Indicator	Where to Check	Interpretation
Azure Service Health regional outage notification	Azure Portal → Service Health → Service issues	Confirmed regional incident — proceed to severity classification
Fabric capacity unavailable in primary region	`az fabric capacity show` returns 503/timeout	Capacity-level outage; may be regional or capacity-specific
Mass query failures from one region only	Workspace Monitoring KQL: `FabricCapacityMetrics \\| where Region == "eastus2"` shows 0 events	Regional data plane issue
OneLake reads failing tenant-wide	Notebook reads return `StorageException`; `mssparkutils.fs.ls("Files/")` fails	Storage layer regional outage
Power BI reports stale or 5xx	`https://app.powerbi.com` returns 503 for tenant; refresh failures across all datasets	Front-end or capacity outage
Event Hub ingestion drops to zero	Eventstream input metric flatlines; producer SDK errors	Region or Event Hub namespace outage
Cross-region GRS replication lag spike (>1 hr)	`AzureStorageMetrics \\| where MetricName == "GeoReplicationLag"`	Regional storage degradation precursor
Microsoft Fabric Status Page red	https://support.fabric.microsoft.com/support/	Microsoft has confirmed the incident

Important: A single workspace failure or a single capacity throttling event is not a multi-region failover scenario. Use capacity-throttling-response.md or auth-failure-playbook.md for those.

Severity Classification¶

Condition	Severity	Why
Regional outage confirmed by Azure Service Health, ETA > RTO target (1 hr), customer-facing impact	SEV1	Multi-tenant blast radius, RTO breach imminent
Capacity unreachable region-wide, ETA unknown	SEV1	Treat as regional until proven otherwise
Single workspace down, other workspaces in same region healthy	SEV2	Workspace-scoped — use pipeline/auth runbooks
GRS replication lag > 1 hr (no outage yet)	SEV2	RPO at risk; investigate but do not failover
DR drill / planned failover	SEV4	Scheduled change; follow change management

Rule of thumb: Regional outage with customer impact = SEV1. Page VP Eng + Incident Commander immediately per incident-response-template.md.

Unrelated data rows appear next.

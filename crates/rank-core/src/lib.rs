//! # rank-core
//!
//! Domain rules for the novelrank reputation engine.
//!
//! This crate provides:
//!
//! - [`VoteState`] — per (voter, rating) vote state machine
//! - [`WeightCalculator`] — confidence weight of a rating
//! - [`TrustModel`] — bounded trust updates and reconciliation
//! - [`BayesianPrior`] / [`ScoreAggregate`] — Bayesian-adjusted item scores
//! - [`Rating`], [`Vote`], [`Item`], [`User`] — the stored records
//!
//! Nothing here performs I/O; persistence and scheduling live in
//! `rank-store` and `rank-engine`.

#![forbid(unsafe_code)]
#![warn(missing_docs)]

pub mod aggregate;
pub mod error;
pub mod ids;
pub mod model;
pub mod trust;
pub mod vote;
pub mod weight;

pub use aggregate::{BayesianPrior, ItemScore, ScoreAggregate};
pub use error::CoreError;
pub use ids::{ItemId, RatingId, UserId};
pub use model::{Item, Rating, RatingScore, ScoreRange, User, Vote};
pub use trust::{ReconciliationInput, TrustBounds, TrustModel, TrustPolicy, TrustScore};
pub use vote::{VoteCounters, VoteDirection, VoteOutcome, VoteState, VoteTransition};
pub use weight::{NeutralQuality, QualityScorer, WeightCalculator, WeightConfig, WeightFactors};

Decision Matrix: Failover vs Wait¶

The cost of an unnecessary failover is real: ~2 hr engineering time, possible data divergence, customer-visible cutover, and a failback effort. Do not failover reflexively.

flowchart TD
    Start([Regional Outage Suspected]) --> Q1{Azure Service Health<br/>confirms regional issue?}
    Q1 -->|No| Wait1[Wait + monitor — likely<br/>workspace/capacity issue]
    Q1 -->|Yes| Q2{Microsoft ETA<br/>to recover?}
    Q2 -->|< 30 min| Wait2[Wait — recovery likely<br/>faster than failover]
    Q2 -->|30-60 min| Q3{Customer SLA<br/>at risk?}
    Q2 -->|> 60 min OR unknown| Q4
    Q3 -->|No| Wait2
    Q3 -->|Yes| Q4{GRS replication<br/>lag within RPO<br/>< 15 min?}
    Q4 -->|No| Q5{Data residency<br/>allows secondary<br/>region?}
    Q4 -->|Yes| Q5
    Q5 -->|No| Hold[HOLD — escalate to<br/>compliance officer]
    Q5 -->|Yes| Q6{DR capacity<br/>verified healthy?}
    Q6 -->|No| Hold2[HOLD — fix DR<br/>before failing over]
    Q6 -->|Yes| Failover[EXECUTE FAILOVER]

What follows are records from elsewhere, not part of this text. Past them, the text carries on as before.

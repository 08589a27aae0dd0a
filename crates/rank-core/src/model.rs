//! Records managed by the reputation engine.

use chrono::{DateTime, Utc};
use serde::{Deserialize, Serialize};

use crate::aggregate::ItemScore;
use crate::ids::{ItemId, RatingId, UserId};
use crate::trust::TrustScore;
use crate::vote::{VoteCounters, VoteDirection};
use crate::CoreError;

/// Inclusive range of accepted rating scores.
#[derive(Debug, Clone, Copy, PartialEq, Eq, Serialize, Deserialize)]
#[serde(default)]
pub struct ScoreRange {
    /// Lowest accepted score.
    pub min: u8,
    /// Highest accepted score.
    pub max: u8,
}

impl Default for ScoreRange {
    fn default() -> Self {
        Self { min: 1, max: 10 }
    }
}

impl ScoreRange {
    /// Validate a raw score against the range.
    ///
    /// # Errors
    ///
    /// Returns [`CoreError::InvalidScore`] if the score is out of range.
    pub fn check(&self, score: i64) -> Result<RatingScore, CoreError> {
        if score < i64::from(self.min) || score > i64::from(self.max) {
            return Err(CoreError::InvalidScore {
                score,
                min: self.min,
                max: self.max,
            });
        }
        Ok(RatingScore(score as u8))
    }

    /// Ensure the range itself is well formed.
    ///
    /// # Errors
    ///
    /// Returns [`CoreError::InvalidParameter`] if `min > max`.
    pub fn validate(&self) -> Result<(), CoreError> {
        if self.min > self.max {
            return Err(CoreError::InvalidParameter {
                name: "ratings.score_range",
                reason: format!("min {} exceeds max {}", self.min, self.max),
            });
        }
        Ok(())
    }
}

/// A validated rating score.
#[derive(Debug, Clone, Copy, PartialEq, Eq, PartialOrd, Ord, Hash, Serialize, Deserialize)]
#[serde(transparent)]
pub struct RatingScore(u8);

impl RatingScore {
    /// Returns the raw score.
    #[must_use]
    pub const fn value(self) -> u8 {
        self.0
    }
}

/// One user's rating of an item.
#[derive(Debug, Clone, PartialEq, Serialize, Deserialize)]
pub struct Rating {
    /// Rating identity.
    pub id: RatingId,
    /// Rated item.
    pub item_id: ItemId,
    /// Author of the rating.
    pub author_id: UserId,
    /// Validated score.
    pub score: RatingScore,
    /// Optional review text, stored as submitted.
    pub comment: Option<String>,
    /// Community vote counters.
    pub counters: VoteCounters,
    /// Confidence weight, 0.0 until first computed.
    pub weight: f64,
    /// Author trust observed when the weight was last computed. Informational.
    pub author_trust: f64,
    /// Creation time.
    pub created_at: DateTime<Utc>,
}

impl Rating {
    /// Create an unweighted rating.
    #[must_use]
    pub fn new(
        item_id: ItemId,
        author_id: UserId,
        score: RatingScore,
        comment: Option<String>,
        author_trust: TrustScore,
    ) -> Self {
        Self {
            id: RatingId::new(),
            item_id,
            author_id,
            score,
            comment,
            counters: VoteCounters::default(),
            weight: 0.0,
            author_trust: author_trust.value(),
            created_at: Utc::now(),
        }
    }

    /// Whether the rating carries review text.
    #[must_use]
    pub fn has_comment(&self) -> bool {
        self.comment.as_deref().is_some_and(|c| !c.is_empty())
    }
}

/// A recorded vote. Its existence encodes the voter's state for the rating.
#[derive(Debug, Clone, PartialEq, Eq, Serialize, Deserialize)]
pub struct Vote {
    /// Voting user.
    pub voter_id: UserId,
    /// Rating voted on.
    pub rating_id: RatingId,
    /// Vote direction.
    pub direction: VoteDirection,
    /// When this direction was cast.
    pub cast_at: DateTime<Utc>,
}

impl Vote {
    /// Create a vote cast now.
    #[must_use]
    pub fn new(voter_id: UserId, rating_id: RatingId, direction: VoteDirection) -> Self {
        Self {
            voter_id,
            rating_id,
            direction,
            cast_at: Utc::now(),
        }
    }
}

/// A rated item (a novel) with its denormalized aggregate.
#[derive(Debug, Clone, PartialEq, Serialize, Deserialize)]
pub struct Item {
    /// Item identity.
    pub id: ItemId,
    /// Display title.
    pub title: String,
    /// Bayesian-adjusted score, owned by the aggregator.
    pub weighted_score: f64,
    /// Number of ratings folded into `weighted_score`.
    pub ratings_count: u64,
    /// Creation time.
    pub created_at: DateTime<Utc>,
}

impl Item {
    /// Create an item with an empty aggregate.
    #[must_use]
    pub fn new(title: impl Into<String>) -> Self {
        Self {
            id: ItemId::new(),
            title: title.into(),
            weighted_score: 0.0,
            ratings_count: 0,
            created_at: Utc::now(),
        }
    }

    /// Current aggregate as stored.
    #[must_use]
    pub const fn score(&self) -> ItemScore {
        ItemScore {
            weighted_score: self.weighted_score,
            ratings_count: self.ratings_count,
        }
    }
}

/// A platform user.
#[derive(Debug, Clone, PartialEq, Serialize, Deserialize)]
pub struct User {
    /// User identity.
    pub id: UserId,
    /// Login name.
    pub username: String,
    /// Bounded trust multiplier.
    pub trust: TrustScore,
    /// Registration time, input to trust reconciliation.
    pub registered_at: DateTime<Utc>,
}

impl User {
    /// Create a user with the given starting trust.
    #[must_use]
    pub fn new(username: impl Into<String>, trust: TrustScore) -> Self {
        Self {
            id: UserId::new(),
            username: username.into(),
            trust,
            registered_at: Utc::now(),
        }
    }
}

    style Failover fill:#ea4335,color:#fff
    style Hold fill:#fbbc04,color:#000
    style Hold2 fill:#fbbc04,color:#000
    style Wait1 fill:#34a853,color:#fff
    style Wait2 fill:#34a853,color:#fff

Decision Criteria (must answer YES to all before failover)¶

#	Criterion	If NO
1	Azure Service Health confirms regional incident	Wait — likely capacity/workspace issue
2	Estimated outage duration > RTO target (1 hr) OR unknown	Wait — recovery faster than failover
3	OneLake GRS replication lag is within RPO (< 15 min)	Hold — escalate to compliance for data-loss exception approval
4	Data residency / sovereignty rules allow secondary region (US-East ↔ US-West OK; commercial → gov NOT OK)	Hold — compliance officer must approve
5	DR capacity is provisioned and resumable (Pre-Req #1)	Hold — re-provision DR before failing over
6	Incident Commander has authorized the failover	Wait — get IC sign-off (SEV1 requires VP Eng concurrence)

When to ALWAYS Wait¶

Outage ETA < 30 min
Single workspace impacted (use pipeline-failure runbook instead)
Replication lag exceeds RPO and data loss not acceptable
DR region itself is degraded
Compliance constraint not yet cleared

Failover Procedure¶

Total target: 60 minutes from decision to "DR serving traffic". Time-box each step. If a step exceeds 1.5x its budget, escalate.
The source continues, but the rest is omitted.